# INFORMATION GIVEN
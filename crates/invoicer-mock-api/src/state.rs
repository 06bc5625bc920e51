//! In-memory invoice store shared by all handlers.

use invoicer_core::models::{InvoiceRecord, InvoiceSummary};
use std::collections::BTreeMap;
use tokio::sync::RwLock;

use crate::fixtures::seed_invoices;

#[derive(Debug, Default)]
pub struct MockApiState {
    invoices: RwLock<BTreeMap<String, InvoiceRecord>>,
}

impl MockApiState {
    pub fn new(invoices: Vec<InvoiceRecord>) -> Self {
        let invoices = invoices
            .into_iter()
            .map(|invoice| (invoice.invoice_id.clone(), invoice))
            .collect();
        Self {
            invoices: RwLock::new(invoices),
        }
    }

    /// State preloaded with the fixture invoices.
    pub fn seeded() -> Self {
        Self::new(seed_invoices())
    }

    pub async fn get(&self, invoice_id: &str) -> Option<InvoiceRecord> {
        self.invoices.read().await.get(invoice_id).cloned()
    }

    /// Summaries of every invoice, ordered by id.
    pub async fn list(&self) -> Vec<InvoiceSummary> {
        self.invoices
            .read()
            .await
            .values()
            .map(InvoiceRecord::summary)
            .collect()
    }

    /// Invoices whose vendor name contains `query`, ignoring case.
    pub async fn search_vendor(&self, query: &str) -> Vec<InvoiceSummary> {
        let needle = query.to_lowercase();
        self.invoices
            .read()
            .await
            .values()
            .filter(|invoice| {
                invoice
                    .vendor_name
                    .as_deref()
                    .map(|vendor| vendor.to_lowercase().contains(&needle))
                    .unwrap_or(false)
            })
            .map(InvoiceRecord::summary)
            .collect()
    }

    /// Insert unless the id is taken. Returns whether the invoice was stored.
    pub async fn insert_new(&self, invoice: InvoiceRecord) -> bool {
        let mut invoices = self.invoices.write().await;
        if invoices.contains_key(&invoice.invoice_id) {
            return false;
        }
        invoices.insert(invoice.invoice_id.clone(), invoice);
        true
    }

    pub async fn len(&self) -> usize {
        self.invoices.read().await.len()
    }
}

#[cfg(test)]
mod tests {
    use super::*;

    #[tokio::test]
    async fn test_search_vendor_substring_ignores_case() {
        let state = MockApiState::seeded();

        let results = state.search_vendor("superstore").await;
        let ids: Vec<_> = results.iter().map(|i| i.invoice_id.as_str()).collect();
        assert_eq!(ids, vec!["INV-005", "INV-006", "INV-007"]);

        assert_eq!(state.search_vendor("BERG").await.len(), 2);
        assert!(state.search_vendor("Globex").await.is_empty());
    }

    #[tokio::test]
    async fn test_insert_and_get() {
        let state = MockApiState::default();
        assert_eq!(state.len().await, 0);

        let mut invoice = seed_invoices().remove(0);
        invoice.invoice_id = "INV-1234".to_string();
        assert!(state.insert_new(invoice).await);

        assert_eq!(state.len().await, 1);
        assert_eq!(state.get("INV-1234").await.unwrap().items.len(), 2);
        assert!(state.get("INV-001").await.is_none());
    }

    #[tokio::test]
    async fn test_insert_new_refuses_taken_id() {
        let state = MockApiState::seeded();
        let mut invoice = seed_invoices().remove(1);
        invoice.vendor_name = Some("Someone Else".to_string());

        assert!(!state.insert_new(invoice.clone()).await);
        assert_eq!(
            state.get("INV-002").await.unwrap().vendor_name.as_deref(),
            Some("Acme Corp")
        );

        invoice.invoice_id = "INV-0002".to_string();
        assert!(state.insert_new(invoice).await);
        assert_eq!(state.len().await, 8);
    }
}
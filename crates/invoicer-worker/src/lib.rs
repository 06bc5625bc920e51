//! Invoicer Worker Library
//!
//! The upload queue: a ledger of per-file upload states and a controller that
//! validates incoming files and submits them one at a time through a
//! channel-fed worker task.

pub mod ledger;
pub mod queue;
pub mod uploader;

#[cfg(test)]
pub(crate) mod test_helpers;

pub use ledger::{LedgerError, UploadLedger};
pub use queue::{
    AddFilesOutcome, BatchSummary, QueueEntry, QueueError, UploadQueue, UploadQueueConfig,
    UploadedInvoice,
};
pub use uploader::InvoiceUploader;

--

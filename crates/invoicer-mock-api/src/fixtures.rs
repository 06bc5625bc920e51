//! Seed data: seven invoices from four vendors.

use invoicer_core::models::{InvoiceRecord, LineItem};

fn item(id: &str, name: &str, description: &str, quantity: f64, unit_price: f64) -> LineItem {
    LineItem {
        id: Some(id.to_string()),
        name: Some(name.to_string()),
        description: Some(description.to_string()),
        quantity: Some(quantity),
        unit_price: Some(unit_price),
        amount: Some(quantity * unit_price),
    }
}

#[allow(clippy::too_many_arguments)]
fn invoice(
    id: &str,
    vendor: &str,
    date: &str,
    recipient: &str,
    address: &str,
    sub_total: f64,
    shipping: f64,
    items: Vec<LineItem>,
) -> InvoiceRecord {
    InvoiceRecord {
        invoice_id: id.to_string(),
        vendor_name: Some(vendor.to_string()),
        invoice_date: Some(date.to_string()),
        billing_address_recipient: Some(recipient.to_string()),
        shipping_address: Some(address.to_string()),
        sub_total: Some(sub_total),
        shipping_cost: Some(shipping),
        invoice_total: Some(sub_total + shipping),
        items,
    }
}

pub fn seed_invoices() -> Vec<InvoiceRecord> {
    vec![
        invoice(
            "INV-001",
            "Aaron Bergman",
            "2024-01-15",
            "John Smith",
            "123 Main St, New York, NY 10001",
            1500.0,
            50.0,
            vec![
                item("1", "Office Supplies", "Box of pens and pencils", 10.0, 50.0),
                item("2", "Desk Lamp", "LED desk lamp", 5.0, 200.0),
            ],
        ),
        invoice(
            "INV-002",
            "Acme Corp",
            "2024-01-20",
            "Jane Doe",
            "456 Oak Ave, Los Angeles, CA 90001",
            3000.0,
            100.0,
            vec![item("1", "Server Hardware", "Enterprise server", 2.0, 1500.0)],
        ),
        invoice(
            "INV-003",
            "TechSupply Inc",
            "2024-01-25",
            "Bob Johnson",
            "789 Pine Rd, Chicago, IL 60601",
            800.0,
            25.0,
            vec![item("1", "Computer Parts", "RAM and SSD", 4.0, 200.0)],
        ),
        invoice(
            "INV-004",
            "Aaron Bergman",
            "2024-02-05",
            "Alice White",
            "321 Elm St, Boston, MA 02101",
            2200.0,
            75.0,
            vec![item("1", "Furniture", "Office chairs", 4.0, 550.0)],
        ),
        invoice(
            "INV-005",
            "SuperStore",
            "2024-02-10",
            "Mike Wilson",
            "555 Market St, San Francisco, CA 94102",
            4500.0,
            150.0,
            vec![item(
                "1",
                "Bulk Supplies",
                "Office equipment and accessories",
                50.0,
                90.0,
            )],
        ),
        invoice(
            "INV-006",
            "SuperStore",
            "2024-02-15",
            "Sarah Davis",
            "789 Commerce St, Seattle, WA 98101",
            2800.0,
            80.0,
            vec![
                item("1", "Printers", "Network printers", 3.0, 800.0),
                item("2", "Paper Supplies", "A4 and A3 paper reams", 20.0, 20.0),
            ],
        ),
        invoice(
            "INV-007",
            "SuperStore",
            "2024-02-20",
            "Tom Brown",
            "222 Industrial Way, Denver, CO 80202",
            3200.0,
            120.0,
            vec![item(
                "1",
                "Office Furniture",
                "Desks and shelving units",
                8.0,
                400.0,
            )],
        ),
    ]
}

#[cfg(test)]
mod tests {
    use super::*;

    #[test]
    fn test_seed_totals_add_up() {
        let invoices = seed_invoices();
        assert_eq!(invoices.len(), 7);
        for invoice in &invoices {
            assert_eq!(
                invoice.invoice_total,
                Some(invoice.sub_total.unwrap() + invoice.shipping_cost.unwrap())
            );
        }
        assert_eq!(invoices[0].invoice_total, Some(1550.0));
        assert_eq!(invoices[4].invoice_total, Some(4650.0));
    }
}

# ASSIGNED TASK
Across the listing above, how many lines include the string "models"? Answer with a single number.

# SOLUTION TO THE PROBLEM
2